I’ve not been below the waves for most of a year. Sitting on the edge of a rib, bounding across the surface of the Aegean between sky and sea blue, I am all anticipation. Back into the routine of kitting up, checks, all OK signalled with thumb and finger and down we go.

Water rushes into the ears, with the accompanying dulled sense signalling entry into another realm. Just like that the mind switches and relaxes, enveloped in weightlessness. Down, equalisation, down, equalisation.
The Mediterranean no longer has the animalian wonders of other seas, over fished-for so long, but you just never know. Twinned with the calm other-worldliness of diving, it is this sense of the unknown, adventure and surprise that has solidified my addiction.
Eighteen meters down and across to a vertical wall. We are circumnavigating a small island in the middle of the Cyclades. The mind concentrates on the small flora and fauna, investigating anemones, fish, sponges and little sea-worms filtering the sea with dangling arms. Pleasant surprises. Two protruding antennae give away a lobster poking out of one whole. An angry looking moray eel guarding another. Every so often my mind trips out of the moment and contemplates how odd it is to be in this alien environment. Then something of interest draws me back and it all feels so natural.

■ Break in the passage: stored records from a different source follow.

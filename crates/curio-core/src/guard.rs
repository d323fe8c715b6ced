//! Query guard: static-text SQL injection signatures.
//!
//! The guard inspects the literal SQL template of a statement, never bound
//! parameter values. Every statement the write pipeline runs binds user input
//! as parameters, so the guard is a tripwire for regressions in
//! developer-authored SQL text.
//!
//! Normalization strips all whitespace and lowercases the text, so
//! `UNION  SELECT` and `union\nselect` hit the same signature.

use once_cell::sync::Lazy;
use regex::RegexSet;
use tracing::warn;

use crate::error::{Error, Result};

/// Named signatures matched against normalized SQL text.
pub const SIGNATURES: &[(&str, &str)] = &[
    ("tautology", r"(?:or|and)\d+=\d+"),
    ("quoted_tautology", r#"(?:or|and)(?:'[^']*'='|"[^"]*"=")"#),
    ("comment_after_quote", r"'(?:--|#|/\*)"),
    ("union_select", r"union(?:all)?select"),
    ("time_probe", r"(?:pg_)?sleep\(|benchmark\(\d+,|waitfordelay"),
    ("destructive_ddl", r"drop(?:table|database|schema)|truncatetable"),
    (
        "privilege_escalation",
        r"xp_cmdshell|exec(?:ute)?(?:\(|xp_|sp_|master\.|immediate)",
    ),
    ("schema_probe", r"information_schema|pg_catalog"),
    (
        "file_exfiltration",
        r"load_file\(|into(?:out|dump)file|pg_read_(?:binary_)?file\(",
    ),
    ("stacked_statement", r";."),
];

static SIGNATURE_SET: Lazy<RegexSet> = Lazy::new(|| {
    RegexSet::new(SIGNATURES.iter().map(|(_, pattern)| *pattern))
        .expect("query guard signatures are valid regexes")
});

/// Strip all whitespace and lowercase.
pub fn normalize(sql: &str) -> String {
    sql.chars()
        .filter(|c| !c.is_whitespace())
        .flat_map(char::to_lowercase)
        .collect()
}

/// Name of the first signature the statement matches, if any.
pub fn detect(sql: &str) -> Option<&'static str> {
    let normalized = normalize(sql);
    SIGNATURE_SET
        .matches(&normalized)
        .iter()
        .next()
        .map(|idx| SIGNATURES[idx].0)
}

/// Returns `true` when the statement must be rejected.
pub fn validate(sql: &str) -> bool {
    detect(sql).is_some()
}

/// Check every statement, failing on the first one the guard flags.
///
/// Only the signature name is logged; statement bodies stay out of logs.
pub fn check<'a, I>(statements: I) -> Result<()>
where
    I: IntoIterator<Item = &'a str>,
{
    for (position, sql) in statements.into_iter().enumerate() {
        if let Some(signature) = detect(sql) {
            warn!(
                subsystem = "guard",
                signature,
                statement_index = position,
                "Statement rejected by query guard"
            );
            return Err(Error::GuardRejection(format!(
                "statement {} matched signature '{}'",
                position, signature
            )));
        }
    }
    Ok(())
}
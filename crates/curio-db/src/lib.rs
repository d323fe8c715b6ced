//! # curio-db
//!
//! PostgreSQL database layer for curio.
//!
//! This crate provides:
//! - Connection pool management
//! - The aggregate writer and association store for item lists and
//!   editorial lists
//! - The activity trail
//! - The write pipeline that runs each mutation as one transaction
//!
//! ## Example
//!
//! ```rust,ignore
//! use curio_db::{Actor, AggregateInput, AggregateKind, Database};
//!
//! #[tokio::main]
//! async fn main() -> Result<(), Box<dyn std::error::Error>> {
//!     let db = Database::connect("postgres://localhost/curio").await?;
//!
//!     let list = db.pipeline.create(
//!         AggregateKind::ItemList,
//!         &Actor::user(7),
//!         AggregateInput {
//!             title: "Trip".to_string(),
//!             item_ids: vec![1, 2, 3],
//!             ..Default::default()
//!         },
//!     ).await?;
//!
//!     println!("Created list {} (v{})", list.id, list.version);
//!     Ok(())
//! }
//! ```
pub mod activity;
pub mod aggregates;
pub mod items;
pub mod members;
pub mod pipeline;
pub mod pool;

// Test fixtures for integration tests
// Note: Always compiled so integration tests (in tests/) can use DEFAULT_TEST_DATABASE_URL
pub mod test_fixtures;

// Re-export core types
pub use curio_core::*;

pub use activity::{PgActivityRepository, PgAuditRecorder};
pub use aggregates::PgAggregateWriter;
pub use items::PgItemRepository;
pub use members::PgMembershipStore;
pub use pipeline::{PipelineStage, WritePipeline};
pub use pool::{
    create_lazy_pool, create_pool, create_pool_with_config, log_pool_metrics, PoolConfig,
    PoolStats,
};

use sqlx::PgPool;

/// Combined database context with all repositories.
#[derive(Clone)]
pub struct Database {
    /// The underlying connection pool.
    pub pool: PgPool,
    /// Aggregate reads (writes go through `pipeline`).
    pub aggregates: PgAggregateWriter,
    /// Activity feed.
    pub activity: PgActivityRepository,
    /// Transactional create/update/delete of aggregates.
    pub pipeline: WritePipeline,
}

impl Database {
    /// Create a new Database instance from a connection pool.
    pub fn new(pool: PgPool) -> Self {
        Self {
            aggregates: PgAggregateWriter::new(pool.clone()),
            activity: PgActivityRepository::new(pool.clone()),
            pipeline: WritePipeline::new(pool.clone()),
            pool,
        }
    }

    /// Create a new Database instance by connecting to the given URL.
    pub async fn connect(url: &str) -> Result<Self> {
        let pool = create_pool(url).await?;
        Ok(Self::new(pool))
    }

    /// Create with custom pool configuration.
    pub async fn connect_with_config(url: &str, config: PoolConfig) -> Result<Self> {
        let pool = create_pool_with_config(url, config).await?;
        Ok(Self::new(pool))
    }

    /// Create without connecting; the first query opens a connection.
    pub fn connect_lazy(url: &str, config: PoolConfig) -> Result<Self> {
        let pool = create_lazy_pool(url, config)?;
        Ok(Self::new(pool))
    }

    /// Run pending migrations.
    #[cfg(feature = "migrations")]
    pub async fn migrate(&self) -> Result<()> {
        sqlx::migrate!("../../migrations")
            .run(&self.pool)
            .await
            .map_err(|e| Error::Database(sqlx::Error::Migrate(Box::new(e))))?;
        Ok(())
    }

    /// Get the underlying connection pool.
    pub fn pool(&self) -> &PgPool {
        &self.pool
    }
}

A large cleft in the rock to the right and a three meter wide tunnel opens up. In we go. Up it leads, torches showing up gold fish. Careful breathing to control buoyancy, I branch off to explore a side tunnel. A squeeze, the walls close-in as I progress. Some tiny shrimp distract me from a tinge of claustrophobia. Always easier to go forward then backwards in all this gear, caution eventually halts me. I back-up, but was sorely tempted by the unexplored cavern ahead. Next time.
Back up the main shaft, gliding over submerged stalacmites, ten meters on and the surroundings open up into a large enclosed space. We are in the island. A safety stop searching nooks and crannies and I surface into an airspace at the highest echelon of this submerged cavern. I lie on my back, stare at the stalactites and listen to the echoing trickles and splashes.

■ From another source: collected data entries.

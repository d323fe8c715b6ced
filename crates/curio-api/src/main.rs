//! curio-api - HTTP API server for curio

use std::net::SocketAddr;
use std::path::Path;

use tracing::info;
use tracing_appender::non_blocking::WorkerGuard;
use tracing_subscriber::{fmt, layer::SubscriberExt, util::SubscriberInitExt, EnvFilter};

use curio_api::{build_router, AppState, ServerConfig};
use curio_db::Database;

const DEFAULT_LOG_FILTER: &str = "curio_api=debug,curio_db=info,tower_http=debug";

#[tokio::main]
async fn main() -> anyhow::Result<()> {
    dotenvy::dotenv().ok();
    let _log_guard = init_tracing();

    let config = ServerConfig::from_env()?;
    info!(
        host = %config.host,
        port = config.port,
        trust_actor_headers = config.trust_actor_headers,
        allowed_origins = config.allowed_origins.len(),
        "Configuration loaded"
    );

    // Connect to database
    info!("Connecting to database...");
    let db = Database::connect_with_config(&config.database_url, config.pool.clone()).await?;
    info!("Database connected");

    // Run pending database migrations on startup
    info!("Running database migrations...");
    db.migrate().await?;
    info!("Database migrations complete");

    let app = build_router(AppState::new(db), &config);

    // Start server
    let addr: SocketAddr = config.bind_addr().parse()?;
    info!("Starting server on {}", addr);
    let listener = tokio::net::TcpListener::bind(addr).await?;
    axum::serve(listener, app)
        .with_graceful_shutdown(shutdown_signal())
        .await?;

    info!("Server shutdown complete");
    Ok(())
}

/// Wait for Ctrl+C or SIGTERM.
async fn shutdown_signal() {
    let ctrl_c = async {
        if let Err(e) = tokio::signal::ctrl_c().await {
            tracing::error!(error = %e, "Failed to install Ctrl+C handler");
            std::future::pending::<()>().await;
        }
    };

    #[cfg(unix)]
    let terminate = async {
        match tokio::signal::unix::signal(tokio::signal::unix::SignalKind::terminate()) {
            Ok(mut signal) => {
                signal.recv().await;
            }
            Err(e) => {
                tracing::error!(error = %e, "Failed to install SIGTERM handler");
                std::future::pending::<()>().await;
            }
        }
    };

    #[cfg(not(unix))]
    let terminate = std::future::pending::<()>();

    tokio::select! {
        _ = ctrl_c => {
            info!("Received Ctrl+C, starting shutdown");
        }
        _ = terminate => {
            info!("Received SIGTERM, starting shutdown");
        }
    }
}

/// Install the global subscriber.
///
/// `LOG_FORMAT` selects `json` or `text`, `LOG_FILE` adds a daily-rotated
/// file sink in place of stdout, `LOG_ANSI` forces colors on or off and
/// `RUST_LOG` overrides [`DEFAULT_LOG_FILTER`]. The returned guard flushes
/// the file writer and must outlive the server.
fn init_tracing() -> Option<WorkerGuard> {
    let json = std::env::var("LOG_FORMAT").is_ok_and(|v| v.eq_ignore_ascii_case("json"));
    let ansi = std::env::var("LOG_ANSI").ok().map(|v| v == "true" || v == "1");
    let log_file = std::env::var("LOG_FILE").ok();

    let filter = EnvFilter::try_from_default_env().unwrap_or_else(|_| DEFAULT_LOG_FILTER.into());
    let registry = tracing_subscriber::registry().with(filter);

    let guard = match log_file.as_deref().map(Path::new) {
        Some(path) => {
            let dir = path.parent().unwrap_or(Path::new("."));
            let name = path
                .file_name()
                .and_then(|f| f.to_str())
                .unwrap_or("curio-api.log");
            let (writer, guard) =
                tracing_appender::non_blocking(tracing_appender::rolling::daily(dir, name));
            if json {
                registry.with(fmt::layer().json().with_writer(writer)).init();
            } else {
                registry
                    .with(fmt::layer().with_writer(writer).with_ansi(ansi.unwrap_or(false)))
                    .init();
            }
            Some(guard)
        }
        None => {
            if json {
                registry.with(fmt::layer().json()).init();
            } else {
                let mut layer = fmt::layer();
                if let Some(ansi) = ansi {
                    layer = layer.with_ansi(ansi);
                }
                registry.with(layer).init();
            }
            None
        }
    };

    info!(
        format = if json { "json" } else { "text" },
        sink = log_file.as_deref().unwrap_or("stdout"),
        "Logging initialized"
    );
    guard
}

Back under and across to the other side of the cave, the scene is stolen by a large entrance back out to the open sea. A vast porthole into another world, bursting in bright blue and transversed by a shoal of fish. Out and down deeper. A large abandoned net sprawls from wall to the sea-floor, slowly being colonised by small things of the deep. A small revenge against the savage destruction of this sea by man.
Most of the larger fish long-gone, there is little reason to search out in the blue in this sea, so I concentrate back on the intricasies of the sea wall. A dozen different types of small fish and then my gift goodbye. A scorpion fish no longer then my index finger lies motionless on an outcrop of rock. Only with my torch can I detect its vivid red colour and spines.
Timeless, yet gone in a moment. Slow ascent to the silhouette of a boat and the shimmering sparkle of the sun.